Everywhere President Joe Biden goes, he is accompanied by a nondescript briefcase. Though it looks harmless, the black briefcase contains within it the power to destroy civilization as we know it. The leather container is better known as the “nuclear football,” and Russian President Vladimir Putin has his own version of the briefcase.

Carried by one of six rotating aides, the American nuclear football—officially named the Presidential Emergency Satchel—functions as a mobile strategic defense hub should the president need to authorize a nuclear strike while away from command centers at the White House. The nickname “nuclear football” reportedly came from an early plan for launching a war called “Operation Dropkick,” and every president since Dwight D. Eisenhower has traveled with the briefcase in tow.

Despite popular belief, there is no button inside the U.S. nuclear football to launch nukes. According to former White House Military Office Director Bill Gulley’s 1980 book Breaking Cover, the briefcase contains authentication codes, a list of secure bunkers for the president, and instructions for using the Emergency Broadcast System.

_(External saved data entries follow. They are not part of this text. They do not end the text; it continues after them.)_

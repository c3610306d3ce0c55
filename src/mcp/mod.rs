//! MCP surface: tool dispatch, response shaping and the stdio server.

pub mod dispatch;
pub mod envelope;
pub mod server;

pub use dispatch::{tool_catalog, ToolDispatcher, ToolName, ToolSpec};
pub use envelope::ToolResponse;
pub use server::{run_server, GraphRagServer};
use std::path::{Path, PathBuf};
use std::process;
use std::sync::Arc;

use clap::{Parser, Subcommand, ValueEnum};
use serde_json::{json, Value};

use graphrag_mcp::config::{load_config, CliOverrides, GraphRagConfig};
use graphrag_mcp::mcp::dispatch::JsonObject;
use graphrag_mcp::mcp::ToolDispatcher;
use graphrag_mcp::observability::init_logging;
use graphrag_mcp::seed::{seed_concepts, seed_movies, SeedSummary};

#[derive(Parser)]
#[command(name = "graphrag-mcp")]
#[command(version, about = "GraphRAG MCP server over an embedded property graph")]
struct Cli {
    #[command(subcommand)]
    command: Commands,
}

#[derive(Subcommand)]
enum Commands {
    /// Start the MCP server (stdio transport)
    Serve {
        /// Database path (overrides config)
        #[arg(long)]
        db: Option<PathBuf>,
        /// Reject query_graph statements that modify the graph
        #[arg(long)]
        read_only_queries: bool,
    },
    /// Load a sample dataset
    Seed {
        /// Database path (overrides config)
        #[arg(long)]
        db: Option<PathBuf>,
        #[arg(long, value_enum, default_value_t = Dataset::All)]
        dataset: Dataset,
        /// Delete every node and edge first
        #[arg(long)]
        reset: bool,
    },
    /// Free-text search over node properties
    Search {
        /// Search text
        query: String,
        /// Maximum results
        #[arg(short = 'n', long)]
        limit: Option<u64>,
        /// Database path (overrides config)
        #[arg(long)]
        db: Option<PathBuf>,
    },
    /// Invoke any tool through the dispatcher
    Call {
        /// Tool name (e.g. recommend_movies)
        tool: String,
        /// Tool arguments as a JSON object
        #[arg(long, default_value = "{}")]
        args: String,
        /// Database path (overrides config)
        #[arg(long)]
        db: Option<PathBuf>,
    },
    /// Show node, edge and label counts
    Stats {
        /// Database path (overrides config)
        #[arg(long)]
        db: Option<PathBuf>,
    },
}

#[derive(Clone, Copy, PartialEq, Eq, ValueEnum)]
enum Dataset {
    Movies,
    Concepts,
    All,
}

fn main() {
    init_logging();
    let cli = Cli::parse();

    match cli.command {
        Commands::Serve {
            db,
            read_only_queries,
        } => {
            cmd_serve(resolve_config(db, read_only_queries));
        }
        Commands::Seed { db, dataset, reset } => {
            cmd_seed(resolve_config(db, false), dataset, reset);
        }
        Commands::Search { query, limit, db } => {
            cmd_search(resolve_config(db, false), &query, limit);
        }
        Commands::Call { tool, args, db } => {
            cmd_call(resolve_config(db, false), &tool, &args);
        }
        Commands::Stats { db } => {
            cmd_stats(resolve_config(db, false));
        }
    }
}

// ---------------------------------------------------------------------------
// CLI command implementations
// ---------------------------------------------------------------------------

fn resolve_config(db: Option<PathBuf>, read_only_queries: bool) -> GraphRagConfig {
    let cli = CliOverrides {
        db_path: db,
        read_only_queries,
    };
    let project_dir = std::env::current_dir().ok();
    load_config(&cli, project_dir.as_deref())
}

fn open_dispatcher(config: GraphRagConfig) -> ToolDispatcher {
    let db_path = config.database.path.as_str();
    if db_path != ":memory:" {
        if let Some(parent) = Path::new(db_path).parent().filter(|p| !p.as_os_str().is_empty()) {
            std::fs::create_dir_all(parent).unwrap_or_else(|e| {
                eprintln!("Error: cannot create {}: {}", parent.display(), e);
                process::exit(1);
            });
        }
    }
    ToolDispatcher::from_config(config)
}

fn cmd_serve(config: GraphRagConfig) {
    let dispatcher = Arc::new(open_dispatcher(config));

    // Build a minimal tokio runtime for the MCP server
    let rt = tokio::runtime::Builder::new_current_thread()
        .enable_all()
        .build()
        .unwrap_or_else(|e| {
            eprintln!("Error: cannot create async runtime: {}", e);
            process::exit(1);
        });

    rt.block_on(async {
        if let Err(e) = graphrag_mcp::mcp::run_server(dispatcher).await {
            eprintln!("Error: MCP server failed: {}", e);
            process::exit(1);
        }
    });
}

fn cmd_seed(config: GraphRagConfig, dataset: Dataset, reset: bool) {
    let dispatcher = open_dispatcher(config);
    let result = dispatcher.with_store(|store| {
        if reset {
            store.clear()?;
        }
        let mut summary = SeedSummary::default();
        if matches!(dataset, Dataset::Movies | Dataset::All) {
            summary = summary + seed_movies(store)?;
        }
        if matches!(dataset, Dataset::Concepts | Dataset::All) {
            summary = summary + seed_concepts(store)?;
        }
        Ok::<_, graphrag_mcp::error::GraphRagError>(summary)
    });

    match result {
        Ok(summary) => println!("Seeded {} nodes and {} edges.", summary.nodes, summary.edges),
        Err(e) => {
            eprintln!("Error: seeding failed: {}", e);
            process::exit(1);
        }
    }
}

fn cmd_search(config: GraphRagConfig, query: &str, limit: Option<u64>) {
    let mut arguments = JsonObject::new();
    arguments.insert("query".into(), Value::String(query.to_string()));
    if let Some(limit) = limit {
        arguments.insert("limit".into(), json!(limit));
    }
    run_tool(config, "search_graph_context", &arguments);
}

fn cmd_call(config: GraphRagConfig, tool: &str, raw_args: &str) {
    let arguments = match serde_json::from_str::<Value>(raw_args) {
        Ok(Value::Object(map)) => map,
        Ok(_) => {
            eprintln!("Error: --args must be a JSON object");
            process::exit(2);
        }
        Err(e) => {
            eprintln!("Error: invalid --args JSON: {}", e);
            process::exit(2);
        }
    };
    run_tool(config, tool, &arguments);
}

fn run_tool(config: GraphRagConfig, tool: &str, arguments: &JsonObject) {
    let dispatcher = open_dispatcher(config);
    let response = dispatcher.dispatch(tool, arguments);
    dispatcher.close();
    println!("{}", response.text);
    if response.is_error {
        process::exit(1);
    }
}

fn cmd_stats(config: GraphRagConfig) {
    let dispatcher = open_dispatcher(config);
    let db_path = dispatcher.config().database.path.clone();
    match dispatcher.with_store(|store| store.get_stats()) {
        Ok(stats) => {
            println!("Database: {}", db_path);
            println!("  Nodes: {}", stats.nodes);
            println!("  Edges: {}", stats.edges);
            if !stats.labels.is_empty() {
                println!("  Labels:");
                for (label, count) in &stats.labels {
                    println!("    {:<12} {}", label, count);
                }
            }
            if !stats.relationship_types.is_empty() {
                println!("  Relationship types:");
                for (rel_type, count) in &stats.relationship_types {
                    println!("    {:<12} {}", rel_type, count);
                }
            }
        }
        Err(e) => {
            eprintln!("Error: cannot read stats: {}", e);
            process::exit(1);
        }
    }
}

Since Putin ordered his military to attack Ukraine in late February, various experts have warned about the possibility he could turn to using nuclear weapons. Those concerns have grown as his military campaign continues to struggle, which has raised questions about Russia’s nuclear procedures, including Putin’s version of a nuclear football.

The Russian portable nuclear hub is also contained in a briefcase, although it’s known as the “Cheget.” Named after a mountain in Russia’s Caucasus region, the Cheget is also always near Putin’s side. Not as much is known about the Cheget as its American counterpart, but Radio Free Europe/Radio Liberty wrote that the Kremlin briefcase first came into use in 1983.

In this combination image, Vladimir Putin (left) arrives in France with one of his aides carrying the nuclear briefcase, 2019. A White House military aide (right) carries the “nuclear football” as he leaves the White House. (Getty Images by Newsweek)

The team at Special Operations Forces Report (SOFREP) said the Cheget also doesn’t contain a nuclear launch button, but it does transmit launch orders to the central military command of Russia’s general staff. The general staff also have their own backup command system called the Perimeter, also known as the “Dead Hand,” which allows them to bypass immediate command posts and initiate the launch of land-based missiles. The Perimeter is said to have been created in the event that the Russian president and his deputies are all taken out by a first strike.

Although there have been no known instances of a U.S. president using a nuclear football, the Cheget has been operated on at least one occasion. This occurred in 1995 when Norway launched a missile for a scientific study of the Northern Lights, which Russian radars detected.